Saved entries:
□ □ □

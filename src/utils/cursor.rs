//! Front/rear cursor pair shared by every ring deque in this crate.
//!
//! # Empty vs. full
//! A two-cursor ring sees `front == rear` both when nothing is stored and when the
//! write cursor has lapped the read cursor. Instead of sacrificing a slot, `front`
//! is parked on [`IndexType::NONE`] while the ring is empty. `NONE` lies outside
//! `0..size`, so:
//!
//! * empty  <=> `front == NONE`
//! * full   <=> `rear == front` (never true while `front == NONE`)
//!
//! and every one of the `size` positions is usable.
//!
//! # Granularity
//! Cursors count *positions*, not elements. [`RawRingDeque`](crate::RawRingDeque)
//! steps them once per byte; [`RingDeque`](crate::RingDeque) once per slot. Both
//! keep the stored span a whole number of elements, which is what lets callers
//! check capacity once per element instead of once per step.
//!
//! ```text
//! open_front:    if full: reject; if empty: front = rear
//!                repeat: front = back(front); write buf[front]
//! open_back:     if full: reject; if empty: front = rear
//!                repeat: write buf[rear]; rear = fwd(rear)
//! take_front:    if empty: reject
//!                repeat: read buf[front]; front = fwd(front)
//!                if front == rear: front = NONE
//! take_back:     if empty: reject
//!                repeat: rear = back(rear); read buf[rear]
//!                if front == rear: front = NONE
//! ```

use crate::error::Error;
use crate::utils::index_type::IndexType;

#[derive(Debug, Clone, Copy, PartialEq, Eq)]
pub(crate) struct Cursors<I: IndexType> {
    /// Oldest stored position, or `I::NONE` when empty.
    front: I,
    /// Next free position at the back.
    rear: I,
    /// Number of positions in the ring.
    size: I,
}

impl<I: IndexType> Cursors<I> {
    /// Creates an empty cursor pair over `size` positions.
    ///
    /// # Panics
    /// Panics if `size` does not fit below `I::NONE`.
    pub(crate) fn new(size: usize) -> Self {
        assert!(
            size < I::NONE.as_usize(),
            "ring of {size} positions cannot be indexed by {}",
            core::any::type_name::<I>()
        );
        Self {
            front: I::NONE,
            rear: I::ZERO,
            size: I::from_usize(size),
        }
    }

    #[inline(always)]
    pub(crate) fn is_empty(&self) -> bool {
        self.front == I::NONE
    }

    /// A zero-sized ring is permanently full.
    #[inline(always)]
    pub(crate) fn is_full(&self) -> bool {
        self.rear == self.front || self.size.is_zero()
    }

    #[inline(always)]
    pub(crate) fn size(&self) -> usize {
        self.size.as_usize()
    }

    /// Number of occupied positions.
    pub(crate) fn occupied(&self) -> usize {
        if self.is_empty() {
            return 0;
        }
        let front = self.front.as_usize();
        let rear = self.rear.as_usize();
        if rear > front {
            rear - front
        } else {
            self.size() - front + rear
        }
    }

    #[inline(always)]
    pub(crate) fn front(&self) -> Option<usize> {
        (!self.is_empty()).then(|| self.front.as_usize())
    }

    #[inline(always)]
    pub(crate) fn rear(&self) -> usize {
        self.rear.as_usize()
    }

    /// Position just before `rear`, i.e. the last occupied one.
    #[inline(always)]
    pub(crate) fn last(&self) -> Option<usize> {
        (!self.is_empty()).then(|| self.backward(self.rear).as_usize())
    }

    #[inline(always)]
    fn forward(&self, idx: I) -> I {
        let next = idx.inc();
        if next == self.size { I::ZERO } else { next }
    }

    #[inline(always)]
    fn backward(&self, idx: I) -> I {
        if idx.is_zero() {
            self.size.dec()
        } else {
            idx.dec()
        }
    }

    /// Prepares the ring for a push at either end.
    ///
    /// Rejects when full. An empty ring has its `front` pulled off the sentinel and
    /// pinned to `rear`, so the first element grows outward from the write cursor.
    pub(crate) fn open(&mut self) -> Result<(), Error> {
        if self.is_full() {
            return Err(Error::Overflow);
        }
        if self.is_empty() {
            self.front = self.rear;
        }
        Ok(())
    }

    /// Rejects when there is nothing to take.
    #[inline(always)]
    pub(crate) fn check_occupied(&self) -> Result<(), Error> {
        if self.is_empty() {
            Err(Error::Underflow)
        } else {
            Ok(())
        }
    }

    /// Steps `front` back one position and returns it. Caller must have `open`ed.
    #[inline(always)]
    pub(crate) fn retreat_front(&mut self) -> usize {
        self.front = self.backward(self.front);
        self.front.as_usize()
    }

    /// Returns the current `rear` and steps it forward. Caller must have `open`ed.
    #[inline(always)]
    pub(crate) fn advance_rear(&mut self) -> usize {
        let slot = self.rear;
        self.rear = self.forward(self.rear);
        slot.as_usize()
    }

    /// Returns the current `front` and steps it forward. Caller must have checked
    /// occupancy and must [`settle`](Self::settle) once the element is consumed.
    #[inline(always)]
    pub(crate) fn advance_front(&mut self) -> usize {
        let slot = self.front;
        self.front = self.forward(self.front);
        slot.as_usize()
    }

    /// Steps `rear` back one position and returns it. Same contract as
    /// [`advance_front`](Self::advance_front).
    #[inline(always)]
    pub(crate) fn retreat_rear(&mut self) -> usize {
        self.rear = self.backward(self.rear);
        self.rear.as_usize()
    }

    /// Parks `front` on the sentinel if the last element was just taken.
    #[inline(always)]
    pub(crate) fn settle(&mut self) {
        if self.front == self.rear {
            self.front = I::NONE;
        }
    }

    /// Returns to the freshly constructed state.
    pub(crate) fn reset(&mut self) {
        self.front = I::NONE;
        self.rear = I::ZERO;
    }
}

□ □ □

> [Task description] Take the line holding "pub(crate) fn reset(&mut" and all lines after it through the end of the data, and set them down exactly.

> [Solution for this task]
    pub(crate) fn reset(&mut self) {
        self.front = I::NONE;
        self.rear = I::ZERO;
    }
}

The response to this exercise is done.